**THE PROBLEM:**
What lines of the data include the string "represents"? Copy them all.

**DATA IN THIS EXERCISE:**
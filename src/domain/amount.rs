//! Amount type
//!
//! Domain primitives for monetary values with business rule validation.
//! All amounts are validated at construction time, ensuring invalid values
//! cannot exist in the system.

use rust_decimal::Decimal;
use serde::{Deserialize, Serialize};
use std::fmt;
use std::str::FromStr;

use super::Direction;

/// Exclusive upper bound of a `NUMERIC(20,2)` column (10^18)
const AMOUNT_LIMIT: Decimal = Decimal::from_parts(2_808_348_672, 232_830_643, 0, false, 0);

/// Maximum decimal places carried by balances and amounts
pub const MAX_SCALE: u32 = 2;

/// Amount represents a validated, strictly positive monetary value.
///
/// # Invariants
/// - Value is always positive (> 0)
/// - At most 2 significant decimal places
/// - Below 10^18, so it fits the `NUMERIC(20,2)` columns
///
/// # Example
/// ```
/// use rust_decimal::Decimal;
/// use transaction_processor::domain::Amount;
///
/// let amount: Amount = "10.15".parse().unwrap();
/// assert_eq!(amount.value(), Decimal::new(1015, 2));
/// ```
#[derive(Debug, Clone, Copy, PartialEq, Eq, PartialOrd, Ord, Serialize, Deserialize)]
#[serde(try_from = "String", into = "String")]
pub struct Amount(Decimal);

/// Errors that can occur when creating an Amount or Balance
#[derive(Debug, Clone, PartialEq, Eq, thiserror::Error)]
pub enum AmountError {
    #[error("amount must be positive (got {0})")]
    NotPositive(Decimal),

    #[error("balance cannot be negative (got {0})")]
    Negative(Decimal),

    #[error("amount has too many decimal places (max {MAX_SCALE}, got {0})")]
    TooManyDecimals(u32),

    #[error("amount must be below {AMOUNT_LIMIT}")]
    Overflow,

    #[error("invalid amount format: {0}")]
    ParseError(String),
}

impl Amount {
    /// Create a new Amount with validation.
    ///
    /// # Errors
    /// - `AmountError::NotPositive` if value <= 0
    /// - `AmountError::TooManyDecimals` if more than 2 significant decimal places
    /// - `AmountError::Overflow` if value >= 10^18
    pub fn new(value: Decimal) -> Result<Self, AmountError> {
        if value <= Decimal::ZERO {
            return Err(AmountError::NotPositive(value));
        }

        // "10.150" is accepted, "10.155" is not
        let scale = value.normalize().scale();
        if scale > MAX_SCALE {
            return Err(AmountError::TooManyDecimals(scale));
        }

        if value >= AMOUNT_LIMIT {
            return Err(AmountError::Overflow);
        }

        let mut value = value;
        value.rescale(MAX_SCALE);
        Ok(Self(value))
    }

    /// Get the underlying Decimal value.
    pub fn value(&self) -> Decimal {
        self.0
    }

    /// Signed effect of this amount when applied in `direction`.
    pub fn signed(&self, direction: Direction) -> Decimal {
        match direction {
            Direction::Increase => self.0,
            Direction::Decrease => -self.0,
        }
    }
}

impl fmt::Display for Amount {
    fn fmt(&self, f: &mut fmt::Formatter<'_>) -> fmt::Result {
        write!(f, "{:.2}", self.0)
    }
}

impl FromStr for Amount {
    type Err = AmountError;

    fn from_str(s: &str) -> Result<Self, Self::Err> {
        let decimal =
            Decimal::from_str(s.trim()).map_err(|e| AmountError::ParseError(e.to_string()))?;
        Amount::new(decimal)
    }
}

impl TryFrom<String> for Amount {
    type Error = AmountError;

    fn try_from(value: String) -> Result<Self, Self::Error> {
        Amount::from_str(&value)
    }
}

impl From<Amount> for String {
    fn from(amount: Amount) -> Self {
        amount.to_string()
    }
}

/// Balance represents an account balance (zero or positive).
/// Unlike Amount, Balance can be zero.
#[derive(Debug, Clone, Copy, PartialEq, Eq, PartialOrd, Ord, Serialize, Deserialize)]
pub struct Balance(Decimal);

impl Balance {
    /// Create a new balance (zero or positive)
    pub fn new(value: Decimal) -> Result<Self, AmountError> {
        if value < Decimal::ZERO {
            return Err(AmountError::Negative(value));
        }
        Ok(Self(value))
    }

    /// Get the underlying value
    pub fn value(&self) -> Decimal {
        self.0
    }

    /// Move the balance by `amount` in `direction`.
    ///
    /// Fails with `AmountError::Negative` when the result would drop below zero.
    pub fn apply(&self, direction: Direction, amount: &Amount) -> Result<Balance, AmountError> {
        Balance::new(self.0 + amount.signed(direction))
    }
}

impl fmt::Display for Balance {
    fn fmt(&self, f: &mut fmt::Formatter<'_>) -> fmt::Result {
        write!(f, "{:.2}", self.0)
    }
}

/// Render a stored decimal the way the API reports balances ("110.15").
pub fn format_money(value: Decimal) -> String {
    format!("{:.2}", value)
}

**SOLUTION TO THIS TASK:**
/// Amount represents a validated, strictly positive monetary value.
/// Balance represents an account balance (zero or positive).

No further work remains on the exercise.